Share your dilemmas and get honest opinions from other Mumsnetters.

Asking if a man likes you after a month of dating?

133 replies

user1481055867 · 27/02/2022 21:04

Met divorced father of two, very devoted to the kids, despite 50/50 childcare split he seems to be doing 90% of the care in addition to what he says is a depressed ex-wife who is like a child #3. He wanted to date seriously, long term with a goal to get married. He wanted to take it slow to ensure he is not getting into a “honey trap” as he said he was used by women so many times, which was ok with me as I didn’t want to rush into anything. As I quickly realised sex was not subject to “not rushing into anything” deal, that needed to begin ASAP.
So, with the backdrop of “not rushing” he began looking for homes near me as oldest child is preparing for 11+ and he was looking to move to countryside. Of course, as helpful as women are I spent so much time helping with schools and homes searches, going to viewings etc. Everything seemed uneventful, talking daily, been to each other’s homes and just taking it easy. Too good to be true? Then it probably is.

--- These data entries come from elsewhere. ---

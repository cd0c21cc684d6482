use sqlx::PgPool;
use time::PrimitiveDateTime;

use crate::db::models::LeaderboardEntry;

const COLUMNS: &str = "\
    id, competition_id, user_id, submission_id, score, percentage, \
    completion_time_seconds, rank, updated_at";

pub(crate) async fn find_by_user(
    executor: impl sqlx::PgExecutor<'_>,
    competition_id: &str,
    user_id: &str,
) -> Result<Option<LeaderboardEntry>, sqlx::Error> {
    sqlx::query_as::<_, LeaderboardEntry>(&format!(
        "SELECT {COLUMNS} FROM leaderboard_entries
         WHERE competition_id = $1 AND user_id = $2"
    ))
    .bind(competition_id)
    .bind(user_id)
    .fetch_optional(executor)
    .await
}

pub(crate) struct CreateEntry<'a> {
    pub(crate) id: &'a str,
    pub(crate) competition_id: &'a str,
    pub(crate) user_id: &'a str,
    pub(crate) submission_id: &'a str,
    pub(crate) score: f64,
    pub(crate) percentage: f64,
    pub(crate) completion_time_seconds: i64,
    pub(crate) now: PrimitiveDateTime,
}

pub(crate) async fn insert(
    executor: impl sqlx::PgExecutor<'_>,
    params: CreateEntry<'_>,
) -> Result<(), sqlx::Error> {
    sqlx::query(
        "INSERT INTO leaderboard_entries (
            id, competition_id, user_id, submission_id, score, percentage,
            completion_time_seconds, rank, updated_at
        ) VALUES ($1,$2,$3,$4,$5,$6,$7,0,$8)",
    )
    .bind(params.id)
    .bind(params.competition_id)
    .bind(params.user_id)
    .bind(params.submission_id)
    .bind(params.score)
    .bind(params.percentage)
    .bind(params.completion_time_seconds)
    .bind(params.now)
    .execute(executor)
    .await?;
    Ok(())
}

pub(crate) async fn replace_result(
    executor: impl sqlx::PgExecutor<'_>,
    id: &str,
    submission_id: &str,
    score: f64,
    percentage: f64,
    completion_time_seconds: i64,
    now: PrimitiveDateTime,
) -> Result<(), sqlx::Error> {
    sqlx::query(
        "UPDATE leaderboard_entries
         SET submission_id = $1, score = $2, percentage = $3,
             completion_time_seconds = $4, updated_at = $5
         WHERE id = $6",
    )
    .bind(submission_id)
    .bind(score)
    .bind(percentage)
    .bind(completion_time_seconds)
    .bind(now)
    .bind(id)
    .execute(executor)
    .await?;
    Ok(())
}

/// Entries in ranking order; rank columns may be stale until rewritten.
pub(crate) async fn list_for_ranking(
    executor: impl sqlx::PgExecutor<'_>,
    competition_id: &str,
) -> Result<Vec<LeaderboardEntry>, sqlx::Error> {
    sqlx::query_as::<_, LeaderboardEntry>(&format!(
        "SELECT {COLUMNS} FROM leaderboard_entries
         WHERE competition_id = $1
         ORDER BY score DESC, completion_time_seconds ASC"
    ))
    .bind(competition_id)
    .fetch_all(executor)
    .await
}

pub(crate) async fn update_rank(
    executor: impl sqlx::PgExecutor<'_>,
    id: &str,
    rank: i32,
    now: PrimitiveDateTime,
) -> Result<(), sqlx::Error> {
    sqlx::query("UPDATE leaderboard_entries SET rank = $1, updated_at = $2 WHERE id = $3")
        .bind(rank)
        .bind(now)
        .bind(id)
        .execute(executor)
        .await?;
    Ok(())
}

pub(crate) async fn list_ordered_by_rank(
    pool: &PgPool,
    competition_id: &str,
    limit: i64,
) -> Result<Vec<LeaderboardEntry>, sqlx::Error> {
    sqlx::query_as::<_, LeaderboardEntry>(&format!(
        "SELECT {COLUMNS} FROM leaderboard_entries
         WHERE competition_id = $1
         ORDER BY rank ASC
         LIMIT $2"
    ))
    .bind(competition_id)
    .bind(limit.clamp(1, 1000))
    .fetch_all(pool)
    .await
}
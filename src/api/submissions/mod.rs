use axum::{
    routing::{get, post},
    Router,
};

use crate::core::state::AppState;

mod student;
mod teacher;

pub(crate) fn router() -> Router<AppState> {
    Router::new()
        .route("/quiz/:quiz_id/start", post(student::start_attempt))
        .route("/quiz/:quiz_id", get(teacher::list_for_quiz))
        .route("/mine", get(student::list_mine))
        .route("/:submission_id", get(student::get_submission))
        .route("/:submission_id/submit", post(student::submit_attempt))
        .route("/:submission_id/revaluation", post(student::request_revaluation))
        .route("/:submission_id/evaluate", post(teacher::evaluate))
        .route("/:submission_id/revaluation/handle", post(teacher::handle_revaluation))
}
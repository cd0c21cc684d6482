//! Competitions and their ranked leaderboards. Entries are best-result-only
//! per participant; ranks are recomputed after every change under a
//! per-competition lock.

use time::PrimitiveDateTime;
use uuid::Uuid;

use crate::core::state::AppState;
use crate::core::time::primitive_now_utc;
use crate::db::models::{Competition, CompetitionParticipant, LeaderboardEntry, User};
use crate::db::types::{CompetitionStatus, SubmissionStatus};
use crate::repositories;
use crate::services::errors::EngineError;

fn cache_key(competition_id: &str, limit: i64) -> String {
    format!("leaderboard:{competition_id}:{limit}")
}

pub(crate) fn ensure_competition_open(
    competition: &Competition,
    now: PrimitiveDateTime,
) -> Result<(), EngineError> {
    if competition.status != CompetitionStatus::Active {
        return Err(EngineError::policy("competition is not active"));
    }
    if now < competition.starts_at || now > competition.ends_at {
        return Err(EngineError::policy("competition is outside its window"));
    }
    Ok(())
}

#[derive(Debug, Clone, Copy, PartialEq, Eq)]
pub(crate) enum EntryDecision {
    Insert,
    Replace,
    Keep,
}

/// Best-result-only: an existing entry is replaced only by a strictly
/// greater percentage, never by a tie or a worse result.
pub(crate) fn entry_decision(
    existing: Option<&LeaderboardEntry>,
    new_percentage: f64,
) -> EntryDecision {
    match existing {
        None => EntryDecision::Insert,
        Some(entry) if new_percentage > entry.percentage => EntryDecision::Replace,
        Some(_) => EntryDecision::Keep,
    }
}

/// Dense ranking over entries already ordered by (score desc, completion
/// time asc). Equal results share a rank; no integers are skipped.
pub(crate) fn assign_dense_ranks(entries: &mut [LeaderboardEntry]) {
    entries.sort_by(|a, b| {
        b.score
            .partial_cmp(&a.score)
            .unwrap_or(std::cmp::Ordering::Equal)
            .then(a.completion_time_seconds.cmp(&b.completion_time_seconds))
    });

    let mut rank = 0;
    let mut previous: Option<(f64, i64)> = None;
    for entry in entries.iter_mut() {
        let key = (entry.score, entry.completion_time_seconds);
        if previous != Some(key) {
            rank += 1;
            previous = Some(key);
        }
        entry.rank = rank;
    }
}

pub(crate) async fn create_competition(
    state: &AppState,
    quiz_id: &str,
    title: &str,
    starts_at: PrimitiveDateTime,
    ends_at: PrimitiveDateTime,
    creator: &User,
) -> Result<Competition, EngineError> {
    if ends_at <= starts_at {
        return Err(EngineError::validation("competition must end after it starts"));
    }

    let quiz = repositories::quizzes::find_by_id(state.db(), quiz_id)
        .await?
        .ok_or(EngineError::NotFound("quiz"))?;

    let now = primitive_now_utc();
    let competition = repositories::competitions::create(
        state.db(),
        repositories::competitions::CreateCompetition {
            id: &Uuid::new_v4().to_string(),
            quiz_id: &quiz.id,
            title,
            status: CompetitionStatus::Active,
            starts_at,
            ends_at,
            created_by: &creator.id,
            created_at: now,
            updated_at: now,
        },
    )
    .await?;

    tracing::info!(competition_id = %competition.id, quiz_id, "competition created");
    Ok(competition)
}

/// Registration is idempotent: a second call returns the existing record.
pub(crate) async fn register(
    state: &AppState,
    competition_id: &str,
    user: &User,
) -> Result<CompetitionParticipant, EngineError> {
    let now = primitive_now_utc();

    let competition = repositories::competitions::find_by_id(state.db(), competition_id)
        .await?
        .ok_or(EngineError::NotFound("competition"))?;
    if competition.status == CompetitionStatus::Completed || now > competition.ends_at {
        return Err(EngineError::policy("competition registration is closed"));
    }

    repositories::competitions::register_participant(state.db(), competition_id, &user.id, now)
        .await?;

    repositories::competitions::find_participant(state.db(), competition_id, &user.id)
        .await?
        .ok_or(EngineError::NotFound("participant"))
}

pub(crate) async fn record_entry(
    state: &AppState,
    competition_id: &str,
    student: &User,
    submission_id: &str,
) -> Result<LeaderboardEntry, EngineError> {
    let now = primitive_now_utc();

    let competition = repositories::competitions::find_by_id(state.db(), competition_id)
        .await?
        .ok_or(EngineError::NotFound("competition"))?;
    ensure_competition_open(&competition, now)?;

    let submission = repositories::submissions::find_by_id(state.db(), submission_id)
        .await?
        .ok_or(EngineError::NotFound("submission"))?;
    if submission.student_id != student.id {
        return Err(EngineError::Authorization("submission belongs to another student"));
    }
    if submission.quiz_id != competition.quiz_id {
        return Err(EngineError::validation("submission is for a different quiz"));
    }
    if submission.status != SubmissionStatus::Evaluated {
        return Err(EngineError::policy("attempt has not been evaluated"));
    }

    let completion_time_seconds = submission.total_time_seconds.unwrap_or_default();

    let mut tx = state.db().begin().await?;
    repositories::competitions::acquire_competition_lock(&mut *tx, competition_id).await?;

    if repositories::competitions::find_participant(&mut *tx, competition_id, &student.id)
        .await?
        .is_none()
    {
        return Err(EngineError::policy("student is not registered for this competition"));
    }

    let existing =
        repositories::leaderboard::find_by_user(&mut *tx, competition_id, &student.id).await?;

    match (entry_decision(existing.as_ref(), submission.score_percentage), &existing) {
        (EntryDecision::Insert, _) => {
            repositories::leaderboard::insert(
                &mut *tx,
                repositories::leaderboard::CreateEntry {
                    id: &Uuid::new_v4().to_string(),
                    competition_id,
                    user_id: &student.id,
                    submission_id,
                    score: submission.score_total,
                    percentage: submission.score_percentage,
                    completion_time_seconds,
                    now,
                },
            )
            .await?;
        }
        (EntryDecision::Replace, Some(entry)) => {
            repositories::leaderboard::replace_result(
                &mut *tx,
                &entry.id,
                submission_id,
                submission.score_total,
                submission.score_percentage,
                completion_time_seconds,
                now,
            )
            .await?;
        }
        _ => {}
    }

    repositories::competitions::mark_participated(&mut *tx, competition_id, &student.id).await?;
    recompute_ranking_locked(&mut tx, competition_id, now).await?;

    tx.commit().await?;

    invalidate_cache(state, competition_id).await;
    metrics::counter!("leaderboard_entries_recorded_total").increment(1);

    repositories::leaderboard::find_by_user(state.db(), competition_id, &student.id)
        .await?
        .ok_or(EngineError::NotFound("leaderboard entry"))
}

/// Rewrites only ranks that changed, so a recompute of an unchanged
/// leaderboard writes nothing.
async fn recompute_ranking_locked(
    tx: &mut sqlx::Transaction<'_, sqlx::Postgres>,
    competition_id: &str,
    now: PrimitiveDateTime,
) -> Result<(), EngineError> {
    let mut entries =
        repositories::leaderboard::list_for_ranking(&mut **tx, competition_id).await?;
    let stored: Vec<(String, i32)> =
        entries.iter().map(|entry| (entry.id.clone(), entry.rank)).collect();

    assign_dense_ranks(&mut entries);

    for entry in &entries {
        let unchanged = stored
            .iter()
            .any(|(id, rank)| *id == entry.id && *rank == entry.rank);
        if !unchanged {
            repositories::leaderboard::update_rank(&mut **tx, &entry.id, entry.rank, now).await?;
        }
    }

    Ok(())
}

pub(crate) async fn recompute_ranking(
    state: &AppState,
    competition_id: &str,
) -> Result<(), EngineError> {
    let now = primitive_now_utc();

    let mut tx = state.db().begin().await?;
    repositories::competitions::acquire_competition_lock(&mut *tx, competition_id).await?;
    recompute_ranking_locked(&mut tx, competition_id, now).await?;
    tx.commit().await?;

    invalidate_cache(state, competition_id).await;
    Ok(())
}

pub(crate) async fn get_leaderboard(
    state: &AppState,
    competition_id: &str,
    limit: i64,
) -> Result<Vec<LeaderboardEntry>, EngineError> {
    if repositories::competitions::find_by_id(state.db(), competition_id).await?.is_none() {
        return Err(EngineError::NotFound("competition"));
    }

    let key = cache_key(competition_id, limit);
    if let Some(cached) = state.redis().cache_get(&key).await {
        if let Ok(entries) = serde_json::from_str::<Vec<LeaderboardEntry>>(&cached) {
            metrics::counter!("leaderboard_cache_hits_total").increment(1);
            return Ok(entries);
        }
    }

    let entries =
        repositories::leaderboard::list_ordered_by_rank(state.db(), competition_id, limit).await?;

    if let Ok(serialized) = serde_json::to_string(&entries) {
        let ttl = state.settings().quiz().leaderboard_cache_ttl_seconds;
        state.redis().cache_set(&key, &serialized, ttl).await;
    }

    Ok(entries)
}

async fn invalidate_cache(state: &AppState, competition_id: &str) {
    // Common page sizes; anything else simply expires with the TTL.
    for limit in [10, 25, 50, 100] {
        state.redis().cache_invalidate(&cache_key(competition_id, limit)).await;
    }
}

#[cfg(test)]
mod tests {
    use time::{Date, Month, Time};

    use super::*;

    fn at(hour: u8) -> PrimitiveDateTime {
        let date = Date::from_calendar_date(2025, Month::April, 5).unwrap();
        PrimitiveDateTime::new(date, Time::from_hms(hour, 0, 0).unwrap())
    }

    fn entry(user: &str, score: f64, completion_time_seconds: i64) -> LeaderboardEntry {
        LeaderboardEntry {
            id: format!("entry-{user}"),
            competition_id: "comp-1".to_string(),
            user_id: user.to_string(),
            submission_id: format!("sub-{user}"),
            score,
            percentage: score,
            completion_time_seconds,
            rank: 0,
            updated_at: at(12),
        }
    }

    fn competition(status: CompetitionStatus) -> Competition {
        Competition {
            id: "comp-1".to_string(),
            quiz_id: "quiz-1".to_string(),
            title: "Spring Cup".to_string(),
            status,
            starts_at: at(9),
            ends_at: at(18),
            created_by: "teacher-1".to_string(),
            created_at: at(8),
            updated_at: at(8),
        }
    }

    #[test]
    fn faster_completion_wins_score_ties() {
        let mut entries = vec![entry("alice", 80.0, 120), entry("bob", 80.0, 90)];
        assign_dense_ranks(&mut entries);

        assert_eq!(entries[0].user_id, "bob");
        assert_eq!(entries[0].rank, 1);
        assert_eq!(entries[1].user_id, "alice");
        assert_eq!(entries[1].rank, 2);
    }

    #[test]
    fn higher_score_ranks_first() {
        let mut entries =
            vec![entry("alice", 60.0, 10), entry("bob", 90.0, 500), entry("carol", 75.0, 5)];
        assign_dense_ranks(&mut entries);

        let order: Vec<&str> = entries.iter().map(|e| e.user_id.as_str()).collect();
        assert_eq!(order, vec!["bob", "carol", "alice"]);
        assert_eq!(entries.iter().map(|e| e.rank).collect::<Vec<_>>(), vec![1, 2, 3]);
    }

    #[test]
    fn identical_results_share_a_dense_rank() {
        let mut entries =
            vec![entry("alice", 80.0, 90), entry("bob", 80.0, 90), entry("carol", 70.0, 60)];
        assign_dense_ranks(&mut entries);

        assert_eq!(entries[0].rank, 1);
        assert_eq!(entries[1].rank, 1);
        // Dense: no skipped integers after the tie.
        assert_eq!(entries[2].rank, 2);
    }

    #[test]
    fn ranking_is_idempotent() {
        let mut entries = vec![entry("alice", 80.0, 120), entry("bob", 80.0, 90)];
        assign_dense_ranks(&mut entries);
        let first: Vec<(String, i32)> =
            entries.iter().map(|e| (e.user_id.clone(), e.rank)).collect();

        assign_dense_ranks(&mut entries);
        let second: Vec<(String, i32)> =
            entries.iter().map(|e| (e.user_id.clone(), e.rank)).collect();
        assert_eq!(first, second);
    }

    #[test]
    fn empty_leaderboard_ranks_nothing() {
        let mut entries: Vec<LeaderboardEntry> = Vec::new();
        assign_dense_ranks(&mut entries);
        assert!(entries.is_empty());
    }

    #[test]
    fn first_result_is_inserted() {
        assert_eq!(entry_decision(None, 0.0), EntryDecision::Insert);
    }

    #[test]
    fn strictly_better_percentage_replaces() {
        let existing = entry("alice", 80.0, 120);
        assert_eq!(entry_decision(Some(&existing), 80.5), EntryDecision::Replace);
    }

    #[test]
    fn equal_or_worse_percentage_keeps_stored_entry() {
        let existing = entry("alice", 80.0, 120);
        assert_eq!(entry_decision(Some(&existing), 80.0), EntryDecision::Keep);
        assert_eq!(entry_decision(Some(&existing), 45.0), EntryDecision::Keep);
    }

    #[test]
    fn active_competition_inside_window_is_open() {
        assert!(ensure_competition_open(&competition(CompetitionStatus::Active), at(12)).is_ok());
    }

    #[test]
    fn inactive_or_out_of_window_competition_is_closed() {
        let draft = competition(CompetitionStatus::Draft);
        assert!(matches!(ensure_competition_open(&draft, at(12)), Err(EngineError::Policy(_))));

        let active = competition(CompetitionStatus::Active);
        assert!(matches!(ensure_competition_open(&active, at(8)), Err(EngineError::Policy(_))));
        assert!(matches!(ensure_competition_open(&active, at(19)), Err(EngineError::Policy(_))));
    }
}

Comes 14th of February, I did not expect anything at all and could not care either way about the day. We usually began to speak early mornings, that day he avoided any contact until late afternoon, which was fine as he was on half-term with kids. Eventually he contacted me saying he woke up late, I sent him some more property reports I found, which he thanked me saying I deserved a medal, as at this point, I helped him loads. I jokingly said "I would be waiting", and his response was “yeah keep waiting”. I felt like I am getting into some sub-servient dynamic where I did most of work and he felt like it’s a given and he is a prize to be won. So, I mentioned that he does not seem to be an affectionate person as most of his comments kind of cold, and most of his compliments so far were mostly sexual in nature or regarding my physical appearance, not so much about me as a person. Nearest to that he said that I was “easy to like” person naturally, as an attractive woman. That was the extent of it.

So… we got into “that conversation”. He admitted that I was not the 1st person to accuse him of not being affectionate, even his mother said he was cold, he didn’t remember when last he celebrated Valentines and didn’t believe in it. I made it clear it was a general comment and nothing to do with Valentines, "all I knew that he liked me on physical level, but I could not gauge if he liked me as a person".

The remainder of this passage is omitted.